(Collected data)
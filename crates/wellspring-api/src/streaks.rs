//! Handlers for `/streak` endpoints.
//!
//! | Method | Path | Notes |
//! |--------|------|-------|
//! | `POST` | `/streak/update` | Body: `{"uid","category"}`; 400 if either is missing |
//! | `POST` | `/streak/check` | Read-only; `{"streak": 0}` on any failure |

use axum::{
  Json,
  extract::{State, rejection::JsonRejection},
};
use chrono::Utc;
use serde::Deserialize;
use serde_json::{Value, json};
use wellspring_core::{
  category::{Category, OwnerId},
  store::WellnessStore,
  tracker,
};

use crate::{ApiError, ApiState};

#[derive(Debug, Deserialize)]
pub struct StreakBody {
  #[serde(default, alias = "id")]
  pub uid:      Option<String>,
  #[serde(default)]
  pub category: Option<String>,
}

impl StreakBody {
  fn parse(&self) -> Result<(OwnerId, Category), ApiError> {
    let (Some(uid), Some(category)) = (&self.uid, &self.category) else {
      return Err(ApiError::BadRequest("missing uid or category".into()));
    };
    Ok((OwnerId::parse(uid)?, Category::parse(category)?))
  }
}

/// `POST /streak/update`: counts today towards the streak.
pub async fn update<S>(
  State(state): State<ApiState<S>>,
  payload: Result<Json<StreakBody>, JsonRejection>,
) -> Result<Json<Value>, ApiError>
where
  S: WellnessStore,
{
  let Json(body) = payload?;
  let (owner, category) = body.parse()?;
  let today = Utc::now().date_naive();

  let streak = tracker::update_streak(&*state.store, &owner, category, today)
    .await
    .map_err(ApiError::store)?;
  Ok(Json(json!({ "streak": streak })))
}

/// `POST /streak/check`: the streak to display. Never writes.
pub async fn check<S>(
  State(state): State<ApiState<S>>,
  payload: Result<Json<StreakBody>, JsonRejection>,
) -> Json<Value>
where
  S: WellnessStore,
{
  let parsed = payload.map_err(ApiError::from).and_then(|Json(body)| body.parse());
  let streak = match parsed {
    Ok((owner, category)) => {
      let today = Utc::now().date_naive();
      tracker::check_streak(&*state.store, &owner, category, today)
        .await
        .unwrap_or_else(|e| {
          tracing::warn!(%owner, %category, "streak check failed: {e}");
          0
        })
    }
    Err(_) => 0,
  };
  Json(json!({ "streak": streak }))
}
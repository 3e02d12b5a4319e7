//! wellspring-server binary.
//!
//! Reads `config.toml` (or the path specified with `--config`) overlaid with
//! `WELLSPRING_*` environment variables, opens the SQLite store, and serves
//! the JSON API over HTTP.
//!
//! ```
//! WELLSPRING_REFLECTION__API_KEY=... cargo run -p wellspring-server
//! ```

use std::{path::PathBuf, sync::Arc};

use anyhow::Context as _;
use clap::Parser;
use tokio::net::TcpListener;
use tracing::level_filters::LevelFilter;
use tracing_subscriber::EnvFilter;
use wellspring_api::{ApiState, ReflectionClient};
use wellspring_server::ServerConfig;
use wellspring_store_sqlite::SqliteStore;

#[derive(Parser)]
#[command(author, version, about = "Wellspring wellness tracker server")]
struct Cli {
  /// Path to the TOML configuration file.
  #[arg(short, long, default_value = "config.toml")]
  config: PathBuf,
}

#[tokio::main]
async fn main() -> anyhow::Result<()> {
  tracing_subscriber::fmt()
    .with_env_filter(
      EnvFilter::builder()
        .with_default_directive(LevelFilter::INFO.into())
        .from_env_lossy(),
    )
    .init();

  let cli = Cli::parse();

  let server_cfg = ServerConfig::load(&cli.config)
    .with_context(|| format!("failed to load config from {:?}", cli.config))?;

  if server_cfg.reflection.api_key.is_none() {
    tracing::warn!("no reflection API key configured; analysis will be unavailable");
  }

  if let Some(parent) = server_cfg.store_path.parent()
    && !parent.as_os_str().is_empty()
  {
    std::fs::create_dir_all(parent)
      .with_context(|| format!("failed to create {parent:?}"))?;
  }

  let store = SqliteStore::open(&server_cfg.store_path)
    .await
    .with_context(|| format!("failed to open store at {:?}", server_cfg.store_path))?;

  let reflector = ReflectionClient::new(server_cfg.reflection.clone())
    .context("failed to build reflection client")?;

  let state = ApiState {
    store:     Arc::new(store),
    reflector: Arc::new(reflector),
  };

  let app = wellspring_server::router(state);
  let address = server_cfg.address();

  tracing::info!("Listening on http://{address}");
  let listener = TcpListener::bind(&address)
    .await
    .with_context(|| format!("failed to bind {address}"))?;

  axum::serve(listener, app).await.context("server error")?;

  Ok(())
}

§ WHAT NEEDS TO BE DONE
Tell how many lines in the data above hold "today". Nothing but the number.

§ ANSWER FOR THIS EXERCISE
5